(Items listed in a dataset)
====
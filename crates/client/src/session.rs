//! The identity session: who is signed in and their profile.

use std::sync::Arc;

use gravekeeper_core::confirmation::{verify_account_deletion, ConfirmationPrompt};
use gravekeeper_core::graveyard::validate_graveyard_name;
use gravekeeper_core::memorial::normalize_optional_text;
use gravekeeper_core::theme::validate_theme_id;

use crate::backend::MemorialBackend;
use crate::error::{AuthError, ClientError};
use crate::models::{DeletionReport, Identity, Profile, ProfileUpdate};

pub struct AuthSession<B> {
    backend: Arc<B>,
    user: Option<Identity>,
    profile: Option<Profile>,
}

impl<B: MemorialBackend> AuthSession<B> {
    pub fn new(backend: Arc<B>) -> Self {
        Self {
            backend,
            user: None,
            profile: None,
        }
    }

    pub fn user(&self) -> Option<&Identity> {
        self.user.as_ref()
    }

    pub fn profile(&self) -> Option<&Profile> {
        self.profile.as_ref()
    }

    /// Register a new account and sign in. A supplied graveyard name seeds
    /// the profile.
    pub async fn sign_up(
        &mut self,
        email: &str,
        password: &str,
        graveyard_name: Option<&str>,
    ) -> Result<Identity, ClientError> {
        let graveyard_name = normalize_optional_text(graveyard_name.map(|n| n.trim().to_string()));
        if let Some(name) = &graveyard_name {
            validate_graveyard_name(name)?;
        }

        let identity = self
            .backend
            .sign_up(email, password, graveyard_name.as_deref())
            .await
            .map_err(AuthError::from_sign_up)?;
        tracing::info!(user_id = identity.id, "Signed up");

        self.initialize().await?;
        Ok(identity)
    }

    pub async fn sign_in(&mut self, email: &str, password: &str) -> Result<Identity, ClientError> {
        let identity = self
            .backend
            .sign_in(email, password)
            .await
            .map_err(AuthError::from_sign_in)?;
        tracing::info!(user_id = identity.id, "Signed in");

        self.initialize().await?;
        Ok(identity)
    }

    /// Drop the session. Remote revocation failures are logged, not returned.
    pub async fn sign_out(&mut self) {
        if let Err(e) = self.backend.sign_out().await {
            tracing::warn!(error = %e, "Remote sign-out failed");
        }
        self.clear();
    }

    /// Restore the current session and its profile.
    ///
    /// Safe to call repeatedly. Without a valid session the state is simply
    /// "no user".
    pub async fn initialize(&mut self) -> Result<(), ClientError> {
        match self.backend.current_user().await {
            Ok(Some(current)) => {
                self.user = Some(current.user);
                self.profile = current.profile;
                Ok(())
            }
            Ok(None) => {
                self.clear();
                Ok(())
            }
            Err(e) => match ClientError::from(e) {
                ClientError::NotAuthenticated => {
                    self.clear();
                    Ok(())
                }
                other => Err(other),
            },
        }
    }

    pub async fn update_profile(&mut self, update: ProfileUpdate) -> Result<Profile, ClientError> {
        if self.user.is_none() {
            return Err(ClientError::NotAuthenticated);
        }
        let update = ProfileUpdate {
            graveyard_name: normalize_optional_text(
                update.graveyard_name.map(|n| n.trim().to_string()),
            ),
            graveyard_theme: update.graveyard_theme,
        };
        if let Some(name) = &update.graveyard_name {
            validate_graveyard_name(name)?;
        }
        if let Some(theme) = &update.graveyard_theme {
            validate_theme_id(theme)?;
        }

        let profile = self.backend.update_profile(&update).await?;
        self.initialize().await?;
        Ok(profile)
    }

    /// Permanently delete the account. Rejected without a backend call
    /// unless the prompt holds the exact confirmation phrase.
    pub async fn delete_account(
        &mut self,
        prompt: &ConfirmationPrompt,
    ) -> Result<DeletionReport, ClientError> {
        let Some(user) = &self.user else {
            return Err(ClientError::NotAuthenticated);
        };
        verify_account_deletion(prompt.input())?;
        let user_id = user.id;

        let report = self.backend.delete_account(prompt.input()).await?;
        tracing::info!(user_id, "Account deleted");
        self.clear();
        Ok(report)
    }

    fn clear(&mut self) {
        self.user = None;
        self.profile = None;
    }
}
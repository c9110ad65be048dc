pub mod account;
pub mod auth;
pub mod catalog;
pub mod deceased;
pub mod graveyard;
pub mod profile;
pub mod scene;
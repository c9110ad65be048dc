//! Repository layer.
//!
//! Each repository is a zero-sized struct providing async CRUD methods
//! that accept `&PgPool` as the first argument. Every query over user-owned
//! data is scoped by the owning user id.

pub mod account_repo;
pub mod deceased_repo;
pub mod graveyard_repo;
pub mod profile_repo;
pub mod session_repo;
pub mod user_repo;

pub use account_repo::{AccountDeletionError, AccountDeletionReport, AccountRepo};
pub use deceased_repo::DeceasedRepo;
pub use graveyard_repo::GraveyardRepo;
pub use profile_repo::ProfileRepo;
pub use session_repo::SessionRepo;
pub use user_repo::UserRepo;
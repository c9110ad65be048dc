//! Route definitions for the `/graveyards` resource.

use axum::routing::{get, post, put};
use axum::Router;

use crate::handlers::{graveyard, scene};
use crate::state::AppState;

/// Routes mounted at `/graveyards`.
///
/// ```text
/// GET    /                -> list_graveyards
/// POST   /                -> create_graveyard
/// PUT    /{id}            -> update_graveyard
/// DELETE /{id}            -> delete_graveyard
/// POST   /{id}/activate   -> activate_graveyard
/// GET    /{id}/scene      -> get_scene
/// ```
pub fn router() -> Router<AppState> {
    Router::new()
        .route(
            "/",
            get(graveyard::list_graveyards).post(graveyard::create_graveyard),
        )
        .route(
            "/{id}",
            put(graveyard::update_graveyard).delete(graveyard::delete_graveyard),
        )
        .route("/{id}/activate", post(graveyard::activate_graveyard))
        .route("/{id}/scene", get(scene::get_scene))
}
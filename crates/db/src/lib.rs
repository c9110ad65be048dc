//! PostgreSQL persistence for Gravekeeper.
//!
//! Row models and DTOs live in [`models`]; one zero-sized repository per
//! table lives in [`repositories`].

use sqlx::postgres::PgPoolOptions;

pub mod models;
pub mod repositories;

pub type DbPool = sqlx::PgPool;

/// Create a connection pool from a database URL.
pub async fn create_pool(database_url: &str) -> Result<DbPool, sqlx::Error> {
    PgPoolOptions::new()
        .max_connections(10)
        .connect(database_url)
        .await
}

/// Round-trip a trivial query to confirm the database is reachable.
pub async fn health_check(pool: &DbPool) -> Result<(), sqlx::Error> {
    sqlx::query("SELECT 1").execute(pool).await?;
    Ok(())
}

/// Apply the embedded migrations in `crates/db/migrations`.
pub async fn run_migrations(pool: &DbPool) -> Result<(), sqlx::migrate::MigrateError> {
    sqlx::migrate!("./migrations").run(pool).await
}
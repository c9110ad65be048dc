//! Graveyard collection rules.

use crate::error::CoreError;
use crate::memorial::validate_required;

pub const MAX_GRAVEYARD_NAME_CHARS: usize = 50;

/// A user must always keep at least this many graveyards.
pub const MIN_GRAVEYARDS_PER_USER: usize = 1;

pub const LAST_GRAVEYARD_MESSAGE: &str = "You must have at least one graveyard";

pub fn validate_graveyard_name(name: &str) -> Result<(), CoreError> {
    validate_required("Graveyard name", name, MAX_GRAVEYARD_NAME_CHARS)
}

/// Whether a graveyard may be deleted from a collection of `count`.
pub fn can_delete_graveyard(count: usize) -> bool {
    count > MIN_GRAVEYARDS_PER_USER
}

/// Index of the graveyard to display by default.
///
/// The first flagged-active entry wins; with none flagged, the first entry.
pub fn pick_active<T>(items: &[T], is_active: impl Fn(&T) -> bool) -> Option<usize> {
    items
        .iter()
        .position(is_active)
        .or_else(|| (!items.is_empty()).then_some(0))
}
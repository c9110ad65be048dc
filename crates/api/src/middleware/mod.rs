//! Request extractors that gate handlers.
//!
//! - [`auth::AuthUser`] -- the signed-in identity from a JWT Bearer token.
//! - [`service::RequireServiceRole`] -- privileged callers holding the service-role key.

pub mod auth;
pub mod service;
====
# Work to be completed
The required answer is a single number: how many lines above hold the string "that".

# Solved exercise
2